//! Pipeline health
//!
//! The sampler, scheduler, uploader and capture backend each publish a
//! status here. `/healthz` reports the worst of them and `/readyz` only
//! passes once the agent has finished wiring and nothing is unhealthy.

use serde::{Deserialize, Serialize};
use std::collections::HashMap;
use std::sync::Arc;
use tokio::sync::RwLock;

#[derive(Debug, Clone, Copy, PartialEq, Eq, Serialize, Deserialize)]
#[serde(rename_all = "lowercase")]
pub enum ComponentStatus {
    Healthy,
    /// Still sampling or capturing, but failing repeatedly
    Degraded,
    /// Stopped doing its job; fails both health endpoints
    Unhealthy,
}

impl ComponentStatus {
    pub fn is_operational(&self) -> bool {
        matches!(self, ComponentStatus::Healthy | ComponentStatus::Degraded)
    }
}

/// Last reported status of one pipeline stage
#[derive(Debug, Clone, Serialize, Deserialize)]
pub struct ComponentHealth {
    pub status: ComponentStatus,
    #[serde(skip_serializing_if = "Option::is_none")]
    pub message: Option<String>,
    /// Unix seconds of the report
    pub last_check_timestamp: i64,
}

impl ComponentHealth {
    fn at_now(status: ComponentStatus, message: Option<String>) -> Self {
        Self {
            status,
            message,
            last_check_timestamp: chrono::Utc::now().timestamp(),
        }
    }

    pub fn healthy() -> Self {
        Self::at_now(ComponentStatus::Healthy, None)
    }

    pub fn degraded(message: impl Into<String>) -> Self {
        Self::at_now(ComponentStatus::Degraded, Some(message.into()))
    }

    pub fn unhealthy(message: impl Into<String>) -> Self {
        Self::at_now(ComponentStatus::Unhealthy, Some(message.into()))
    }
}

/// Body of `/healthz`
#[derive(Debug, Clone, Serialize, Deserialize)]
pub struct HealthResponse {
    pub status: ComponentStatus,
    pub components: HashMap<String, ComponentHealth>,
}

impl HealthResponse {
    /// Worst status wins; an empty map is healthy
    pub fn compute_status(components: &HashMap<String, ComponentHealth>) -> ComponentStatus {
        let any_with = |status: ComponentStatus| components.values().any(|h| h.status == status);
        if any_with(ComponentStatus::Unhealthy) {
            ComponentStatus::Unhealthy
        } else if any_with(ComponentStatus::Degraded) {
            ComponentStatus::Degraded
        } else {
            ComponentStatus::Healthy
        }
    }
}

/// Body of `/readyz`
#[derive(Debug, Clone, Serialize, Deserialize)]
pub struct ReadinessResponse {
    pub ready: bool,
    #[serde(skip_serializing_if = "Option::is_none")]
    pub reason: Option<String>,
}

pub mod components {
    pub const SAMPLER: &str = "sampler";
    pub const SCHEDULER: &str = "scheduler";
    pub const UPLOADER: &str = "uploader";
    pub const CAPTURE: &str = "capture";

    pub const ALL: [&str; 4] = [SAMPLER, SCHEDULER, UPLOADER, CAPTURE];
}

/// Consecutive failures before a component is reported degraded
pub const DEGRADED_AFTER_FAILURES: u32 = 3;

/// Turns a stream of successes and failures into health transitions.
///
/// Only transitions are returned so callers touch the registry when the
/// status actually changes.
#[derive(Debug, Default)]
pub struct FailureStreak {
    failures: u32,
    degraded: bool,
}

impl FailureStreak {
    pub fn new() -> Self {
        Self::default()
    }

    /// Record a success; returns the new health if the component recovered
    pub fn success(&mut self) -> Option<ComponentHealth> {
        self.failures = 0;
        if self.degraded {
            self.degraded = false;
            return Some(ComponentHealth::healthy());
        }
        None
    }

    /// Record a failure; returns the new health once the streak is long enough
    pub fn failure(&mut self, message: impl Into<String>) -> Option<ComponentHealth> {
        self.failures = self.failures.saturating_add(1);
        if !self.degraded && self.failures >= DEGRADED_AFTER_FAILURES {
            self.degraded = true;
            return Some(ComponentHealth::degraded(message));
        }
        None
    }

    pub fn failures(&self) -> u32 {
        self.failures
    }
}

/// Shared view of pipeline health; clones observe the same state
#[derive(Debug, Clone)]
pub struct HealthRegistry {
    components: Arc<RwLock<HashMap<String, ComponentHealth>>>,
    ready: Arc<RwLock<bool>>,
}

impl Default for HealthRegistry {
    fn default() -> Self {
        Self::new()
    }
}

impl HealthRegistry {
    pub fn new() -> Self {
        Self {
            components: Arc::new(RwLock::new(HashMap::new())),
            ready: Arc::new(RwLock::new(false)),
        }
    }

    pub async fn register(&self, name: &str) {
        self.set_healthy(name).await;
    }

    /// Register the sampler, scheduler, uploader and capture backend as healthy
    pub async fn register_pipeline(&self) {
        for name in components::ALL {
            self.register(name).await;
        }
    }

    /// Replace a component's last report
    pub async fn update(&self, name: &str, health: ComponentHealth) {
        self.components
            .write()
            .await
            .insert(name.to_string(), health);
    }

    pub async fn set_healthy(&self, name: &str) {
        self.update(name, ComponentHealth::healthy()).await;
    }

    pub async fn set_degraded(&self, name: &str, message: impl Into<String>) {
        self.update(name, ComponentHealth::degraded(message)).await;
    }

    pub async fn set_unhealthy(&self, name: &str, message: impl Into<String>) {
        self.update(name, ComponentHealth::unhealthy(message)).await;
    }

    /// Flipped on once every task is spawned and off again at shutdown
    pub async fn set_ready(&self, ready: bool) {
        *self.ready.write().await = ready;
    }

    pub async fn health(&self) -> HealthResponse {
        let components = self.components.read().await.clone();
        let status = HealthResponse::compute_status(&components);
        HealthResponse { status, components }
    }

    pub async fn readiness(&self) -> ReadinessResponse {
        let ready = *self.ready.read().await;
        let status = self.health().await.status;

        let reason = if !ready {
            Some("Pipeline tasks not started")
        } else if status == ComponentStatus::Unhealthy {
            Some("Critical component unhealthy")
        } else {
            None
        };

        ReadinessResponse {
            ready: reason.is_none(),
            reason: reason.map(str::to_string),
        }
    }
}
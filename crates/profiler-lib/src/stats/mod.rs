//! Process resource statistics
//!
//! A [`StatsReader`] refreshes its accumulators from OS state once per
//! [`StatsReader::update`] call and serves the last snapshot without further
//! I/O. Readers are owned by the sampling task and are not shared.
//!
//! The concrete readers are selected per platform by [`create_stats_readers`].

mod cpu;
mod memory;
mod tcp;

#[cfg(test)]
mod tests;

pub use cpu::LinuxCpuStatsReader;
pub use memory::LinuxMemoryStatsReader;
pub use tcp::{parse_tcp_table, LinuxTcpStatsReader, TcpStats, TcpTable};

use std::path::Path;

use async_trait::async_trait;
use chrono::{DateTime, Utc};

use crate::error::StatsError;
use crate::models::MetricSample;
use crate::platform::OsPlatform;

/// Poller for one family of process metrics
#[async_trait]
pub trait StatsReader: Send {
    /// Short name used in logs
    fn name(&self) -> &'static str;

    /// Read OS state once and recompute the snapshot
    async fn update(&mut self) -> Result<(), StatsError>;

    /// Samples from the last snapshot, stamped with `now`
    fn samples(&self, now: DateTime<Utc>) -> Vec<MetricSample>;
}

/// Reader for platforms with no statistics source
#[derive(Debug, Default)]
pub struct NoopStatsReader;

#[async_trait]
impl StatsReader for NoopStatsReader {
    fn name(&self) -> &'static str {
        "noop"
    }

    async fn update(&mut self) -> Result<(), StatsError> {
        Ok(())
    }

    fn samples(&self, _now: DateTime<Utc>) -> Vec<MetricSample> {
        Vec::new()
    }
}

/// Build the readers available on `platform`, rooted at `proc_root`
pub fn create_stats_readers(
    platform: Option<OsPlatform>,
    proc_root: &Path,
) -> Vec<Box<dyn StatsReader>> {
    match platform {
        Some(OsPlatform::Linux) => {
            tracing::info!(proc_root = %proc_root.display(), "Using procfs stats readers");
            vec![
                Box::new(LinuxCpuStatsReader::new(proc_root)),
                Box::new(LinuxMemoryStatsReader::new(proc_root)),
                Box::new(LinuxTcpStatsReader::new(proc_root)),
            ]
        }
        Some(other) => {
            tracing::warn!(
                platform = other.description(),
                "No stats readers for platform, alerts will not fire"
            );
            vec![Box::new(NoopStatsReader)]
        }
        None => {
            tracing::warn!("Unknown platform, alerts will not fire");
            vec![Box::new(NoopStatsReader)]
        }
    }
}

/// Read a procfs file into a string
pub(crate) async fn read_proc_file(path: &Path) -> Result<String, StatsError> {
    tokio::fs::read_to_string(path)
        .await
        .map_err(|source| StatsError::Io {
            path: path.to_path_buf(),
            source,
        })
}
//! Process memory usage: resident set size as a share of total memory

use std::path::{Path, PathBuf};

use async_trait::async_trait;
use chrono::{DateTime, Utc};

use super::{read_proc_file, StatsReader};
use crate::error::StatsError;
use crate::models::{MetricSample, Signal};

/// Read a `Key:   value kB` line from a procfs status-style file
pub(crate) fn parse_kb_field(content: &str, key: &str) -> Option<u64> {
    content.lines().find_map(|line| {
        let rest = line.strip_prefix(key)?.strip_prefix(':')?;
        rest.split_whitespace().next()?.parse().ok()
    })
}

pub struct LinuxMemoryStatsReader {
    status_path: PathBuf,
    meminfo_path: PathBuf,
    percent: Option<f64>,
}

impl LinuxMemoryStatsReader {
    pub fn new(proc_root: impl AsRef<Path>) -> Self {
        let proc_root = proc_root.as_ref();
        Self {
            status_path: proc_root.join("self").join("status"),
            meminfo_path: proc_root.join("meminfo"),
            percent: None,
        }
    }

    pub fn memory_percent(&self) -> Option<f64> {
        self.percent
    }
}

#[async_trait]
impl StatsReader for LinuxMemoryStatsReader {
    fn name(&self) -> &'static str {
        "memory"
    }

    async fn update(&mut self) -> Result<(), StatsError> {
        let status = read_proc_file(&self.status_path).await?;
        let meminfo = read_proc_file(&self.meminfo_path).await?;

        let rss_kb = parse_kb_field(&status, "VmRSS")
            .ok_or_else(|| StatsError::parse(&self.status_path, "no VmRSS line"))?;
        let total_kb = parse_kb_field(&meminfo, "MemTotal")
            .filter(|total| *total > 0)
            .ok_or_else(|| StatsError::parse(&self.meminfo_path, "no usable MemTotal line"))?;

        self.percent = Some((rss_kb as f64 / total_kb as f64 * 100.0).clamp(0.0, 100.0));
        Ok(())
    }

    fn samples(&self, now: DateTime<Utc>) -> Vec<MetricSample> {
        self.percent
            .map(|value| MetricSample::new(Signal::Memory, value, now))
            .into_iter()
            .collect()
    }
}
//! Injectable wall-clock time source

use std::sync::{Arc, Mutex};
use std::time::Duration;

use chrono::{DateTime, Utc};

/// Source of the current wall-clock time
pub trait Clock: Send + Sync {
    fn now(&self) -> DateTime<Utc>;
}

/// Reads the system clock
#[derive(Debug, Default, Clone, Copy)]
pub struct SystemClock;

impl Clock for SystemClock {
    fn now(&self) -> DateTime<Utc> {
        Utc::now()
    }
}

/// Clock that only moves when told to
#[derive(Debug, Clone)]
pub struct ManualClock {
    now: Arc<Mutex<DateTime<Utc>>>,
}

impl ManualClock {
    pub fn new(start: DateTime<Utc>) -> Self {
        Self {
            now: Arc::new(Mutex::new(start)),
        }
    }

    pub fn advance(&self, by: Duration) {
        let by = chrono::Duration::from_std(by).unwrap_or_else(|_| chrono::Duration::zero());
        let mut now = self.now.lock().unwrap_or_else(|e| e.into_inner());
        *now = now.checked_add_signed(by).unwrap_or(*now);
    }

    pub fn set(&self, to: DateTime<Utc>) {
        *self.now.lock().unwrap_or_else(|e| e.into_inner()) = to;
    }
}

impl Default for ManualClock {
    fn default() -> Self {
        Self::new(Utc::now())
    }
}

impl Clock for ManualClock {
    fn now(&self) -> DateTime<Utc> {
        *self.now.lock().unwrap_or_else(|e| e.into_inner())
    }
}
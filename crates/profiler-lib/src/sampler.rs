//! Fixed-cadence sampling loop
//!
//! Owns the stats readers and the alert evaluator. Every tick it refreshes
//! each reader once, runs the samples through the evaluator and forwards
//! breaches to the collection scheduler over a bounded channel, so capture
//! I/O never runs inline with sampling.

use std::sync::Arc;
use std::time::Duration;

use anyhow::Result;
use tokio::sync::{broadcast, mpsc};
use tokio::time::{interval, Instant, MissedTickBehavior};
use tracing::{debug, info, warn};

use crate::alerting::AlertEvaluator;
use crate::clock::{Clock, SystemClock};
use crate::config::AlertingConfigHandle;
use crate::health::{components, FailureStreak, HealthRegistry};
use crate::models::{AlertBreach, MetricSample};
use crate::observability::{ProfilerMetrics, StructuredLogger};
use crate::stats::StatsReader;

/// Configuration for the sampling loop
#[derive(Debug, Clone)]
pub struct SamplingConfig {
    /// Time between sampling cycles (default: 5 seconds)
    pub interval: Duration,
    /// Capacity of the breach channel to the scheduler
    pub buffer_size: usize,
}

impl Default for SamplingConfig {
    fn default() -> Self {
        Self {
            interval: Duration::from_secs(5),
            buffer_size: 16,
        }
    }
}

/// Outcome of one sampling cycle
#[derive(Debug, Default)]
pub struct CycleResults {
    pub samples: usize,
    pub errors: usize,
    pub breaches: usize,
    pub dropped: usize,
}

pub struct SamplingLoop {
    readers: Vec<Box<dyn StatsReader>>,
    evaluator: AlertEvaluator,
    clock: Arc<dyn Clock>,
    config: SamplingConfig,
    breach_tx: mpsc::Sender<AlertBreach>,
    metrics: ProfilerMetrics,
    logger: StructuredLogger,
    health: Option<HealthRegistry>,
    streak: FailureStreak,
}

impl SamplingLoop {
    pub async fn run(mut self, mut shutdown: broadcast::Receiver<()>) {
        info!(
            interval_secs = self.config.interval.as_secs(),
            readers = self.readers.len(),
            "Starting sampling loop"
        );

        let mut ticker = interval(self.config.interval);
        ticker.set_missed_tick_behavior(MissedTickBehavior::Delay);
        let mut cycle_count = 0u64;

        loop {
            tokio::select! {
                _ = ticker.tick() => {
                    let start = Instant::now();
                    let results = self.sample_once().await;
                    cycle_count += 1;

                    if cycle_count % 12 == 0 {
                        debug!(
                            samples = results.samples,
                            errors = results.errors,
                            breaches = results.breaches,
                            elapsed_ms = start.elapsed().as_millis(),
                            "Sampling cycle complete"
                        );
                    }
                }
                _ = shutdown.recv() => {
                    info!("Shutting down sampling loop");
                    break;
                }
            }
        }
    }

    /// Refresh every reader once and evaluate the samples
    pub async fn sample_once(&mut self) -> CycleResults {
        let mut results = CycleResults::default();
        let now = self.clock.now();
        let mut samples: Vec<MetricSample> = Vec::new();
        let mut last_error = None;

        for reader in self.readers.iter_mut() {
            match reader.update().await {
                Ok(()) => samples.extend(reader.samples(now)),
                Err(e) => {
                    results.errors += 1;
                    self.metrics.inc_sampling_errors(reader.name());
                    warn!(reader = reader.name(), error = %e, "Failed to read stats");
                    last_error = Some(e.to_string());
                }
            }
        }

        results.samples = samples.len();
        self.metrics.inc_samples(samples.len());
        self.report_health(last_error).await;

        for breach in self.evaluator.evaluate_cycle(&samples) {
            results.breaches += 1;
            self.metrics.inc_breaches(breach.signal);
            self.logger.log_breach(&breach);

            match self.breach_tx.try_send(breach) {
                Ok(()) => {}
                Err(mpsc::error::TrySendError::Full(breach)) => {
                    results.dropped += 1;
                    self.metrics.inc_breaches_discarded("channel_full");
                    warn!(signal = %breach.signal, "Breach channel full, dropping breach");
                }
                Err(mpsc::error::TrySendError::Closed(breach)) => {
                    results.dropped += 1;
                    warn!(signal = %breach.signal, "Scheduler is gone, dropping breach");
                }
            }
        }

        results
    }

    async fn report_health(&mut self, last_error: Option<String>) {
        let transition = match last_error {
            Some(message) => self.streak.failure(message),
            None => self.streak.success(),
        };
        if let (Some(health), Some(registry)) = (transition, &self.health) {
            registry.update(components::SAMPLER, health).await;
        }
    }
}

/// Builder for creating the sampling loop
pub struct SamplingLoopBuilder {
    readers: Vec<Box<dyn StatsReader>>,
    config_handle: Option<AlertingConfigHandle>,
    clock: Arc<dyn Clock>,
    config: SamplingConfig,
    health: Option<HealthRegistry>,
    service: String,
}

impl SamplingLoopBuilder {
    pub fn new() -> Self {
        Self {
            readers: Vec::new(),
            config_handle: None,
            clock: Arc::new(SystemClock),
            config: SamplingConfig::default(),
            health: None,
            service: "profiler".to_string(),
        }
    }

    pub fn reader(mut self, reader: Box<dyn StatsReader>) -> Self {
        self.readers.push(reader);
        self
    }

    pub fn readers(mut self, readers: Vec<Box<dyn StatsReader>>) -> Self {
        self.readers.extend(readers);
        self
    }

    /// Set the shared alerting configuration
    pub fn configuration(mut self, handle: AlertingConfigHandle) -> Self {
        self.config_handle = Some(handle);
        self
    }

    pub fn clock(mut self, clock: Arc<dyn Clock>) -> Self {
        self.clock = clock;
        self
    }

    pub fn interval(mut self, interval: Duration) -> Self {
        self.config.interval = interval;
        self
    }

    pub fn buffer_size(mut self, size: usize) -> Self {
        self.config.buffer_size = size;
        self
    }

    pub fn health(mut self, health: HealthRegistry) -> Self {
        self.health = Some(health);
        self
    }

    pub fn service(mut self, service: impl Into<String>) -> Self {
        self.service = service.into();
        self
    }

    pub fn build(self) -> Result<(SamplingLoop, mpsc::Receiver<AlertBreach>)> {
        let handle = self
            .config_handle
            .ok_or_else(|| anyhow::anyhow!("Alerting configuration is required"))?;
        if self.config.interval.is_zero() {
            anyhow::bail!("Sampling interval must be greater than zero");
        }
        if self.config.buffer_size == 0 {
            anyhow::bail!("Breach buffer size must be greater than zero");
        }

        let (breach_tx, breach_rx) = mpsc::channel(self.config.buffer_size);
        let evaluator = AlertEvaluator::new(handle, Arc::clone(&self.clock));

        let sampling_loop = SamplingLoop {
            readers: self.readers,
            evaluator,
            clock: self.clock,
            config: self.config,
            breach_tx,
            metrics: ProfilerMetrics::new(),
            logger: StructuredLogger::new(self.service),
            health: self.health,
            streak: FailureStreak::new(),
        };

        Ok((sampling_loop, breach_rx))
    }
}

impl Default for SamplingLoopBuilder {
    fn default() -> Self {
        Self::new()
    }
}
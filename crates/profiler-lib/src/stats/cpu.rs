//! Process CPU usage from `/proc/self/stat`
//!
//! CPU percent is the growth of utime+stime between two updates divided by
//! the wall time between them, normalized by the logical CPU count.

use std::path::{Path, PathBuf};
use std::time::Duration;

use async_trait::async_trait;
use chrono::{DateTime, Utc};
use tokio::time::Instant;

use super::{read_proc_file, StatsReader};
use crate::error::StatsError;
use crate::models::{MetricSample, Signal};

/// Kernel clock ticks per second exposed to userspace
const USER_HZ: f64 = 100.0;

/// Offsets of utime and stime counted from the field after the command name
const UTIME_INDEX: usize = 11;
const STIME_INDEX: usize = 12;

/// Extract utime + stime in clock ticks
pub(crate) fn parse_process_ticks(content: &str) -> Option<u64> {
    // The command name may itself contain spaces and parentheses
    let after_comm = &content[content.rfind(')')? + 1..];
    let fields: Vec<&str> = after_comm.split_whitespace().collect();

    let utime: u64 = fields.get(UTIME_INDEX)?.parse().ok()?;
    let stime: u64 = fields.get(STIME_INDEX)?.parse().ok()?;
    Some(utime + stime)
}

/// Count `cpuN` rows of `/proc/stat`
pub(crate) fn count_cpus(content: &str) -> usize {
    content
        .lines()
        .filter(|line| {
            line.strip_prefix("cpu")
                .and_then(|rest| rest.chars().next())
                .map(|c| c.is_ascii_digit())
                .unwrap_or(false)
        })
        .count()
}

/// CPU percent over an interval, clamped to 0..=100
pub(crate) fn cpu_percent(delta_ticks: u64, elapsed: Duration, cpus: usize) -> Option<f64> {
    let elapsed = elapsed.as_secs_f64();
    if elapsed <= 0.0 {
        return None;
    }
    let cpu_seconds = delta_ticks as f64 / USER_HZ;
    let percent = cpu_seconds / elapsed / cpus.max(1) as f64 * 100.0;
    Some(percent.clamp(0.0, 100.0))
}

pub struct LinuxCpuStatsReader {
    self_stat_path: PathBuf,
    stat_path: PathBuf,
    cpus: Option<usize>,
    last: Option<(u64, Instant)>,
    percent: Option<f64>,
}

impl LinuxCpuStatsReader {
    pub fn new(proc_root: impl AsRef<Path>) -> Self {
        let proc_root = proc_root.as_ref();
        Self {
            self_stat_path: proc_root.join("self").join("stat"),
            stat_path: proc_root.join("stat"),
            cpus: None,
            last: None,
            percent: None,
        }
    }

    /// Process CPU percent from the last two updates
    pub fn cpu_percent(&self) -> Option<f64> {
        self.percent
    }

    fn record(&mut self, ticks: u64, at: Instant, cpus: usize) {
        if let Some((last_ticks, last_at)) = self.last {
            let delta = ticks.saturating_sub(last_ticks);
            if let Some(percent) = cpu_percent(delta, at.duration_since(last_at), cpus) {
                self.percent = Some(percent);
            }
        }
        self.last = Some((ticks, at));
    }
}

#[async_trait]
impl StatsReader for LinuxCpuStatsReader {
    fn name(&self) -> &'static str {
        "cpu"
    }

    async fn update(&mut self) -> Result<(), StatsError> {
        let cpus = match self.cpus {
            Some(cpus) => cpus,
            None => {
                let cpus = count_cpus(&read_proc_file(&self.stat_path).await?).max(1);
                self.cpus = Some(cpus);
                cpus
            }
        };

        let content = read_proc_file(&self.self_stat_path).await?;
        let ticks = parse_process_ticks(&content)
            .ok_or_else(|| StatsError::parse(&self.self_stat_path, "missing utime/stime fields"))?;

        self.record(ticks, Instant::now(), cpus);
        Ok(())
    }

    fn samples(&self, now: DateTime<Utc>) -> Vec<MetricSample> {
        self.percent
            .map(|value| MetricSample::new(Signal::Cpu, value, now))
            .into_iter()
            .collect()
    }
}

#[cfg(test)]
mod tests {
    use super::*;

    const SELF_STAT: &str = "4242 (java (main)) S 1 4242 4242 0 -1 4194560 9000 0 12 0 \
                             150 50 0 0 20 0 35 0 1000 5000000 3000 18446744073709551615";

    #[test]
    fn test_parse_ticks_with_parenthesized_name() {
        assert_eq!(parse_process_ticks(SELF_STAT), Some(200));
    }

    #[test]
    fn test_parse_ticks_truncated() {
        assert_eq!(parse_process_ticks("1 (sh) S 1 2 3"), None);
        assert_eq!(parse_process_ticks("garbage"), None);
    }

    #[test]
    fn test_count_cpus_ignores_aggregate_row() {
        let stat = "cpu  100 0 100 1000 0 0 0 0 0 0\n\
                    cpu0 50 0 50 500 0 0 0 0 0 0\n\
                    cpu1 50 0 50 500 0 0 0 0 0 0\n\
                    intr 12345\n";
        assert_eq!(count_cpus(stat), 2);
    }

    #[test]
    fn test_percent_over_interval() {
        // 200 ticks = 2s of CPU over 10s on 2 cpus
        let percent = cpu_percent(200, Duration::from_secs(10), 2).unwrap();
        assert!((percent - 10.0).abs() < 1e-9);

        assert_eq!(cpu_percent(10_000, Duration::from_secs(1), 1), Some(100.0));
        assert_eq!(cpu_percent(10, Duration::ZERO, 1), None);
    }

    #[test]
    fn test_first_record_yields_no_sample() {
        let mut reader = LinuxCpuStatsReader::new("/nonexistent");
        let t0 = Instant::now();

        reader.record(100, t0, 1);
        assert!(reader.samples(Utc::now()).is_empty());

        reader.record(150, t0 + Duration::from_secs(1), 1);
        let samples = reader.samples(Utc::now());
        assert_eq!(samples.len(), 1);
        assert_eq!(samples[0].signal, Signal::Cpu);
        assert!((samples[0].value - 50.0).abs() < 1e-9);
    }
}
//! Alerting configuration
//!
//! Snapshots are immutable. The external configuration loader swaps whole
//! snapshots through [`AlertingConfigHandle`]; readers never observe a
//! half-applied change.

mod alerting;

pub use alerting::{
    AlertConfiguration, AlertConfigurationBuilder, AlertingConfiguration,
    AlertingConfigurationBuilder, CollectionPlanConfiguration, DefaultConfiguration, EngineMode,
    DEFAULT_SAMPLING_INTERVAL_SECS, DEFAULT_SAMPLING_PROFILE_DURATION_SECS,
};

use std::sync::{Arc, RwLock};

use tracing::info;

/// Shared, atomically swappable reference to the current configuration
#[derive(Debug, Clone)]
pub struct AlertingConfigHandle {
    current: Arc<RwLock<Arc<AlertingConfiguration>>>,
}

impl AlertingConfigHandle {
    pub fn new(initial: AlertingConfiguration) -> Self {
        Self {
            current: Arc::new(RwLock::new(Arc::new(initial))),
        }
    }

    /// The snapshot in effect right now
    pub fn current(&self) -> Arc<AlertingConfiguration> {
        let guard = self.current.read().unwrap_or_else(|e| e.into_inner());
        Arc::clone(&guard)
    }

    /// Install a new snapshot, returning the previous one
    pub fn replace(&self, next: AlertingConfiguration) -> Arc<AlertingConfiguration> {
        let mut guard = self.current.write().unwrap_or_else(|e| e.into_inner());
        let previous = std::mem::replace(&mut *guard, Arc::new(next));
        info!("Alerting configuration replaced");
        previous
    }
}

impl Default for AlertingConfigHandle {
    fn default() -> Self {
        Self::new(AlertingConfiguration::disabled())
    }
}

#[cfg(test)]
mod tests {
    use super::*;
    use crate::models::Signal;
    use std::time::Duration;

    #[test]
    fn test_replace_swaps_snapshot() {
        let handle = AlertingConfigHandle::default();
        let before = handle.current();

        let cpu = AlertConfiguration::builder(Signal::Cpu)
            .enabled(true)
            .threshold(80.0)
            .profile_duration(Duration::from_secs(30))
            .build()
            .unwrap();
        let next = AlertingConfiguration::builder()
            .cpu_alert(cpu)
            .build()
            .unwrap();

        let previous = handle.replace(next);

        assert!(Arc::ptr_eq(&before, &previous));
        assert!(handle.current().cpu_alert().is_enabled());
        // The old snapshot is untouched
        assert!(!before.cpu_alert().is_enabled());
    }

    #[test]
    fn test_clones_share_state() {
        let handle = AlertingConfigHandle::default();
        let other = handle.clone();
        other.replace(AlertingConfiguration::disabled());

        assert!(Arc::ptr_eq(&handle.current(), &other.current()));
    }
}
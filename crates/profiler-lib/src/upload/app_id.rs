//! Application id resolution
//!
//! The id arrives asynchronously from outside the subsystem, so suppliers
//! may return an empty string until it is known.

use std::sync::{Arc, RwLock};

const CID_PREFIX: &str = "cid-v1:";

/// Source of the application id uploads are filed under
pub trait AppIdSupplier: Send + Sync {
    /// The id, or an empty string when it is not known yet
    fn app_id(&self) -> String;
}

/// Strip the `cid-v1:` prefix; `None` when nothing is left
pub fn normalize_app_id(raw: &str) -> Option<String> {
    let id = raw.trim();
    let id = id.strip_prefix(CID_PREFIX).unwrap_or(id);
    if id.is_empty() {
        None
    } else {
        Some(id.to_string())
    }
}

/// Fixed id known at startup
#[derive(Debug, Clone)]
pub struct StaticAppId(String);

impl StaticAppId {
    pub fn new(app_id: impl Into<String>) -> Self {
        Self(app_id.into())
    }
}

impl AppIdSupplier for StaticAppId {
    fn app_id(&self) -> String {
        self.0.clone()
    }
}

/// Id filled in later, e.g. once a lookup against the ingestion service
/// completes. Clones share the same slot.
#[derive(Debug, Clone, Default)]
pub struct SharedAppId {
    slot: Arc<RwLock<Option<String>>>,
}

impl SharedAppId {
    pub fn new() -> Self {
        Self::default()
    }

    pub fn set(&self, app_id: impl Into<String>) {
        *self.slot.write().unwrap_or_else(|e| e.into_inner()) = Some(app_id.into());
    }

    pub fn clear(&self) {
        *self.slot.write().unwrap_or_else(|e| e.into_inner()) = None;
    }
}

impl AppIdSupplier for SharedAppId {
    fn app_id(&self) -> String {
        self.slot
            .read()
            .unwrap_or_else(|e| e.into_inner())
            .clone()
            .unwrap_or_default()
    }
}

------------------------------------------------------------------------

▶ What you are asked to do: Only the lines above from the one with "results.samples = samples.len();" up to and including the one with "let transition = match" should be repeated, exactly as written.

▶ Task output:
        results.samples = samples.len();
        self.metrics.inc_samples(samples.len());
        self.report_health(last_error).await;

        for breach in self.evaluator.evaluate_cycle(&samples) {
            results.breaches += 1;
            self.metrics.inc_breaches(breach.signal);
            self.logger.log_breach(&breach);

            match self.breach_tx.try_send(breach) {
                Ok(()) => {}
                Err(mpsc::error::TrySendError::Full(breach)) => {
                    results.dropped += 1;
                    self.metrics.inc_breaches_discarded("channel_full");
                    warn!(signal = %breach.signal, "Breach channel full, dropping breach");
                }
                Err(mpsc::error::TrySendError::Closed(breach)) => {
                    results.dropped += 1;
                    warn!(signal = %breach.signal, "Scheduler is gone, dropping breach");
                }
            }
        }

        results
    }

    async fn report_health(&mut self, last_error: Option<String>) {
        let transition = match last_error {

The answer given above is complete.